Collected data
______________________________

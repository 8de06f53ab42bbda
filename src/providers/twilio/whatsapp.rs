//! WhatsApp delivery through the Twilio Messaging API.

use super::client::{CreateMessage, TwilioClient};
use super::types::TwilioConfig;
use crate::errors::ConfigError;
use crate::providers::traits::MessagingProvider;
use crate::providers::util::truncate_chars;
use crate::types::{
    DeliveryResult, PhoneAddressed, WhatsAppMedia, WhatsAppMessage, WhatsAppTemplate, WhatsAppText,
};
use reqwest_middleware::ClientWithMiddleware;

/// Maximum characters Twilio accepts in a WhatsApp body or media caption.
/// Longer texts are truncated, not rejected.
pub const MAX_WHATSAPP_BODY_CHARS: usize = 1532;

/// WhatsApp provider backed by the Twilio Business API.
///
/// Sends text, media and pre-approved [`WhatsAppTemplate`] content
/// messages. Meta-native templates belong to
/// [`MetaWhatsAppProvider`](crate::MetaWhatsAppProvider) and are rejected
/// here with a failed result.
///
/// # Example
///
/// ```rust,ignore
/// use messaging_gateway::{
///     MessagingProvider, TwilioConfig, TwilioWhatsAppProvider, WhatsAppText,
/// };
///
/// let config = TwilioConfig::new("AC...", "auth_token", "whatsapp:+14155238886");
/// let provider = TwilioWhatsAppProvider::new(config)?;
///
/// let message = WhatsAppText::new("whatsapp:+5551998644323", "Olá!").into();
/// let result = provider.send(&message).await;
/// println!("sid: {:?}", result.external_id());
/// ```
#[derive(Debug, Clone)]
pub struct TwilioWhatsAppProvider {
    client: TwilioClient,
    whatsapp_number: String,
    status_callback: Option<String>,
}

impl TwilioWhatsAppProvider {
    /// Create a provider from `config`.
    pub fn new(config: TwilioConfig) -> Result<Self, ConfigError> {
        Self::with_client(config, None)
    }

    /// Create a provider that reuses a caller-supplied HTTP client, for
    /// custom middleware or proxying.
    pub fn with_http_client(
        config: TwilioConfig,
        http_client: ClientWithMiddleware,
    ) -> Result<Self, ConfigError> {
        Self::with_client(config, Some(http_client))
    }

    fn with_client(
        config: TwilioConfig,
        http_client: Option<ClientWithMiddleware>,
    ) -> Result<Self, ConfigError> {
        if config.account_sid.is_empty() {
            return Err(ConfigError::MissingField("account_sid"));
        }
        if config.whatsapp_number.is_empty() {
            return Err(ConfigError::MissingField("whatsapp_number"));
        }

        let client = TwilioClient::new(
            config.account_sid,
            config.auth_token,
            config.endpoint,
            config.timeout,
            http_client,
        )?;

        Ok(Self {
            client,
            whatsapp_number: config.whatsapp_number,
            status_callback: config.status_callback,
        })
    }

    async fn send_text(&self, message: &WhatsAppText) -> DeliveryResult {
        if message.body.trim().is_empty() {
            return DeliveryResult::fail("No message body provided");
        }

        let body = truncate_chars(&message.body, MAX_WHATSAPP_BODY_CHARS);

        self.client
            .create_message(CreateMessage {
                to: &message.to,
                from: &self.whatsapp_number,
                body: Some(body.to_string()),
                media_urls: &[],
                content_sid: None,
                content_variables: None,
                status_callback: self.status_callback.as_deref(),
            })
            .await
    }

    async fn send_media(&self, message: &WhatsAppMedia) -> DeliveryResult {
        if message.media_urls.is_empty() {
            return DeliveryResult::fail("No media URLs provided");
        }

        let caption = message
            .caption
            .as_deref()
            .map(|caption| truncate_chars(caption, MAX_WHATSAPP_BODY_CHARS).to_string());

        self.client
            .create_message(CreateMessage {
                to: &message.to,
                from: &self.whatsapp_number,
                body: caption,
                media_urls: &message.media_urls,
                content_sid: None,
                content_variables: None,
                status_callback: self.status_callback.as_deref(),
            })
            .await
    }

    async fn send_template(&self, message: &WhatsAppTemplate) -> DeliveryResult {
        let content_variables = if message.content_variables.is_empty() {
            None
        } else {
            match serde_json::to_string(&message.content_variables) {
                Ok(encoded) => Some(encoded),
                Err(err) => {
                    return DeliveryResult::fail(format!(
                        "failed to encode content variables: {err}"
                    ));
                }
            }
        };

        self.client
            .create_message(CreateMessage {
                to: &message.to,
                from: &self.whatsapp_number,
                body: None,
                media_urls: &[],
                content_sid: Some(&message.content_sid),
                content_variables,
                status_callback: self.status_callback.as_deref(),
            })
            .await
    }
}

impl MessagingProvider for TwilioWhatsAppProvider {
    type Message = WhatsAppMessage;

    #[cfg_attr(
        feature = "tracing",
        tracing::instrument(
            name = "TwilioWhatsAppProvider::send",
            skip_all,
            fields(to = %message.to())
        )
    )]
    async fn send(&self, message: &WhatsAppMessage) -> DeliveryResult {
        match message {
            WhatsAppMessage::Text(text) => self.send_text(text).await,
            WhatsAppMessage::Media(media) => self.send_media(media).await,
            WhatsAppMessage::Template(template) => self.send_template(template).await,
            WhatsAppMessage::MetaTemplate(_) => DeliveryResult::fail(
                "TwilioWhatsAppProvider does not support MetaWhatsAppTemplate; \
                 use MetaWhatsAppProvider",
            ),
        }
    }

    async fn fetch_status(&self, external_id: &str) -> Option<DeliveryResult> {
        self.client.fetch_message(external_id).await
    }
}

______________________________

» **Description of the task**
Starting with the first line of the records above, give back each line exactly until the line with "use reqwest_middleware::ClientWithMiddleware;" has been given as well.

» **Response**
repository 8de06f53ab42bbda
filename src/providers/twilio/whatsapp.rs
//! WhatsApp delivery through the Twilio Messaging API.

use super::client::{CreateMessage, TwilioClient};
use super::types::TwilioConfig;
use crate::errors::ConfigError;
use crate::providers::traits::MessagingProvider;
use crate::providers::util::truncate_chars;
use crate::types::{
    DeliveryResult, PhoneAddressed, WhatsAppMedia, WhatsAppMessage, WhatsAppTemplate, WhatsAppText,
};
use reqwest_middleware::ClientWithMiddleware;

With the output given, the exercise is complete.